• EXERCISE PROMPT: Here the requirement is to repeat every record exactly, in full.

Stored items
================

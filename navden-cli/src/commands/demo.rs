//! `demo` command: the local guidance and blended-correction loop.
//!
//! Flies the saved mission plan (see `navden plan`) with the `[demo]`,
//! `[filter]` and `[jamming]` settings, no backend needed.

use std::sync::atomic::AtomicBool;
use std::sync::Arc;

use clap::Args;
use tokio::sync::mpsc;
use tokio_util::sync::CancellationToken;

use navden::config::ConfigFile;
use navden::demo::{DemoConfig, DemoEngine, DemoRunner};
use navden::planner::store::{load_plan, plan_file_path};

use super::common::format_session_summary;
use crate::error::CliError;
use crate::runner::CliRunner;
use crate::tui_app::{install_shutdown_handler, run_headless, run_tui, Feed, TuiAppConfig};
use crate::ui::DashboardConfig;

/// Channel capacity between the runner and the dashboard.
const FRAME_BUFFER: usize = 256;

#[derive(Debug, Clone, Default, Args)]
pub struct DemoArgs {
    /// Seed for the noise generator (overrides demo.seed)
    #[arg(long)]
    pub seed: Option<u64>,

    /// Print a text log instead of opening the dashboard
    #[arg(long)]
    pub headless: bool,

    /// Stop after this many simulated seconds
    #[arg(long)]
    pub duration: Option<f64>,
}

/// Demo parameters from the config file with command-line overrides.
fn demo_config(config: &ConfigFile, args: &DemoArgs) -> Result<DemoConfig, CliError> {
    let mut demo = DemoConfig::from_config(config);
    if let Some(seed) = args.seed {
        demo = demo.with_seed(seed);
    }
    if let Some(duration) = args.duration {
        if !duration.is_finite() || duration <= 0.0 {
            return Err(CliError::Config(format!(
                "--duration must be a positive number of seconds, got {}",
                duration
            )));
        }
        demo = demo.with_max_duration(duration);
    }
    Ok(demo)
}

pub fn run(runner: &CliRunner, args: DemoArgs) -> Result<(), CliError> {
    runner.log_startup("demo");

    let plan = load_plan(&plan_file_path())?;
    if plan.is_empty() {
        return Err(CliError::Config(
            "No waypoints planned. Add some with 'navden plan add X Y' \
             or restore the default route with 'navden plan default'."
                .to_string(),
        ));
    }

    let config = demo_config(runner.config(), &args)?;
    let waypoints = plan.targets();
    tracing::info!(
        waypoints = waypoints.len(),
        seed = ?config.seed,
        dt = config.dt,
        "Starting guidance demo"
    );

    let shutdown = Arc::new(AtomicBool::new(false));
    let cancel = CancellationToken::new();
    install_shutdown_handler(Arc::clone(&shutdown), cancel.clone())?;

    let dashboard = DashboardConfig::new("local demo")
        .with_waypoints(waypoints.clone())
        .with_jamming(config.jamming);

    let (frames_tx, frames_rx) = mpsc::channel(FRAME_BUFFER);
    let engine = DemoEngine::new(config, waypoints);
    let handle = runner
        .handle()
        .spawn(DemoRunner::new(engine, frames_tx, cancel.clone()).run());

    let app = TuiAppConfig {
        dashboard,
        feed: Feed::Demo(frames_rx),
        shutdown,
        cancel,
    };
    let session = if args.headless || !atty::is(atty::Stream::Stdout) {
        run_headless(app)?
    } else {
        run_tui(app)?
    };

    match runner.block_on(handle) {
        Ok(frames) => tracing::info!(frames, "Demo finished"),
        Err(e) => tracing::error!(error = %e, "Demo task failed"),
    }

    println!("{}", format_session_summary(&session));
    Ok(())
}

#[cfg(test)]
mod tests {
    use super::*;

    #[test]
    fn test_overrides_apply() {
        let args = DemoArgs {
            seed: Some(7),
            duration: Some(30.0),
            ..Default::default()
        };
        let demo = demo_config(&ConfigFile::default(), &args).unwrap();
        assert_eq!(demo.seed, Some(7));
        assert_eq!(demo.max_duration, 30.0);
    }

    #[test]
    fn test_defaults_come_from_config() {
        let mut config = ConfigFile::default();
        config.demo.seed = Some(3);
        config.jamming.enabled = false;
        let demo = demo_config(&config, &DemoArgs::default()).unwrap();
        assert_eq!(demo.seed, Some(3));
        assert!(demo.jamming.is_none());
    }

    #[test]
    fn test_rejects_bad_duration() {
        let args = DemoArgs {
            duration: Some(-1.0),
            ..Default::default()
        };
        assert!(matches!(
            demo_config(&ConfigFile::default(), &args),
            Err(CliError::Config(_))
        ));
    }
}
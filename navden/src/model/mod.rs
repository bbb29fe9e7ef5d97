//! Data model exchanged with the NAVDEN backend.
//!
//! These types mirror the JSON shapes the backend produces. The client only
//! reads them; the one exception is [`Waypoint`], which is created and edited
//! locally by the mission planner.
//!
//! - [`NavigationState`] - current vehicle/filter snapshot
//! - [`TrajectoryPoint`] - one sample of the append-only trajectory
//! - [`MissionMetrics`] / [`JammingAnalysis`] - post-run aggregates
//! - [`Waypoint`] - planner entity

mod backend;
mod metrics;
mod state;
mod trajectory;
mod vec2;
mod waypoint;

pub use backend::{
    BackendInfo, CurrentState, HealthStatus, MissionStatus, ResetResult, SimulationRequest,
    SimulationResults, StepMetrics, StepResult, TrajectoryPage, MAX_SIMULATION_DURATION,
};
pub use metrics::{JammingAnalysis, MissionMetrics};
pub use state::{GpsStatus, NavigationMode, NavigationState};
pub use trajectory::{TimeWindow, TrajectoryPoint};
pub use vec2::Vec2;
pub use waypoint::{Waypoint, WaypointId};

================

• COMPLETED TASK:
filename navden-cli/src/commands/demo.rs
//! `demo` command: the local guidance and blended-correction loop.
//!
//! Flies the saved mission plan (see `navden plan`) with the `[demo]`,
//! `[filter]` and `[jamming]` settings, no backend needed.

use std::sync::atomic::AtomicBool;
use std::sync::Arc;

use clap::Args;
use tokio::sync::mpsc;
use tokio_util::sync::CancellationToken;

use navden::config::ConfigFile;
use navden::demo::{DemoConfig, DemoEngine, DemoRunner};
use navden::planner::store::{load_plan, plan_file_path};

use super::common::format_session_summary;
use crate::error::CliError;
use crate::runner::CliRunner;
use crate::tui_app::{install_shutdown_handler, run_headless, run_tui, Feed, TuiAppConfig};
use crate::ui::DashboardConfig;

/// Channel capacity between the runner and the dashboard.
const FRAME_BUFFER: usize = 256;

#[derive(Debug, Clone, Default, Args)]
pub struct DemoArgs {
    /// Seed for the noise generator (overrides demo.seed)
    #[arg(long)]
    pub seed: Option<u64>,

    /// Print a text log instead of opening the dashboard
    #[arg(long)]
    pub headless: bool,

    /// Stop after this many simulated seconds
    #[arg(long)]
    pub duration: Option<f64>,
}

/// Demo parameters from the config file with command-line overrides.
fn demo_config(config: &ConfigFile, args: &DemoArgs) -> Result<DemoConfig, CliError> {
    let mut demo = DemoConfig::from_config(config);
    if let Some(seed) = args.seed {
        demo = demo.with_seed(seed);
    }
    if let Some(duration) = args.duration {
        if !duration.is_finite() || duration <= 0.0 {
            return Err(CliError::Config(format!(
                "--duration must be a positive number of seconds, got {}",
                duration
            )));
        }
        demo = demo.with_max_duration(duration);
    }
    Ok(demo)
}

pub fn run(runner: &CliRunner, args: DemoArgs) -> Result<(), CliError> {
    runner.log_startup("demo");

    let plan = load_plan(&plan_file_path())?;
    if plan.is_empty() {
        return Err(CliError::Config(
            "No waypoints planned. Add some with 'navden plan add X Y' \
             or restore the default route with 'navden plan default'."
                .to_string(),
        ));
    }

    let config = demo_config(runner.config(), &args)?;
    let waypoints = plan.targets();
    tracing::info!(
        waypoints = waypoints.len(),
        seed = ?config.seed,
        dt = config.dt,
        "Starting guidance demo"
    );

    let shutdown = Arc::new(AtomicBool::new(false));
    let cancel = CancellationToken::new();
    install_shutdown_handler(Arc::clone(&shutdown), cancel.clone())?;

    let dashboard = DashboardConfig::new("local demo")
        .with_waypoints(waypoints.clone())
        .with_jamming(config.jamming);

    let (frames_tx, frames_rx) = mpsc::channel(FRAME_BUFFER);
    let engine = DemoEngine::new(config, waypoints);
    let handle = runner
        .handle()
        .spawn(DemoRunner::new(engine, frames_tx, cancel.clone()).run());

    let app = TuiAppConfig {
        dashboard,
        feed: Feed::Demo(frames_rx),
        shutdown,
        cancel,
    };
    let session = if args.headless || !atty::is(atty::Stream::Stdout) {
        run_headless(app)?
    } else {
        run_tui(app)?
    };

    match runner.block_on(handle) {
        Ok(frames) => tracing::info!(frames, "Demo finished"),
        Err(e) => tracing::error!(error = %e, "Demo task failed"),
    }

    println!("{}", format_session_summary(&session));
    Ok(())
}

#[cfg(test)]
mod tests {
    use super::*;

    #[test]
    fn test_overrides_apply() {
        let args = DemoArgs {
            seed: Some(7),
            duration: Some(30.0),
            ..Default::default()
        };
        let demo = demo_config(&ConfigFile::default(), &args).unwrap();
        assert_eq!(demo.seed, Some(7));
        assert_eq!(demo.max_duration, 30.0);
    }

    #[test]
    fn test_defaults_come_from_config() {
        let mut config = ConfigFile::default();
        config.demo.seed = Some(3);
        config.jamming.enabled = false;
        let demo = demo_config(&config, &DemoArgs::default()).unwrap();
        assert_eq!(demo.seed, Some(3));
        assert!(demo.jamming.is_none());
    }

    #[test]
    fn test_rejects_bad_duration() {
        let args = DemoArgs {
            duration: Some(-1.0),
            ..Default::default()
        };
        assert!(matches!(
            demo_config(&ConfigFile::default(), &args),
            Err(CliError::Config(_))
        ));
    }
}
filename navden/src/model/mod.rs
repository bbb29fe9e7ef5d97
//! Data model exchanged with the NAVDEN backend.
//!
//! These types mirror the JSON shapes the backend produces. The client only
//! reads them; the one exception is [`Waypoint`], which is created and edited
//! locally by the mission planner.
//!
//! - [`NavigationState`] - current vehicle/filter snapshot
//! - [`TrajectoryPoint`] - one sample of the append-only trajectory
//! - [`MissionMetrics`] / [`JammingAnalysis`] - post-run aggregates
//! - [`Waypoint`] - planner entity

mod backend;
mod metrics;
mod state;
mod trajectory;
mod vec2;
mod waypoint;

pub use backend::{
    BackendInfo, CurrentState, HealthStatus, MissionStatus, ResetResult, SimulationRequest,
    SimulationResults, StepMetrics, StepResult, TrajectoryPage, MAX_SIMULATION_DURATION,
};
pub use metrics::{JammingAnalysis, MissionMetrics};
pub use state::{GpsStatus, NavigationMode, NavigationState};
pub use trajectory::{TimeWindow, TrajectoryPoint};
pub use vec2::Vec2;
pub use waypoint::{Waypoint, WaypointId};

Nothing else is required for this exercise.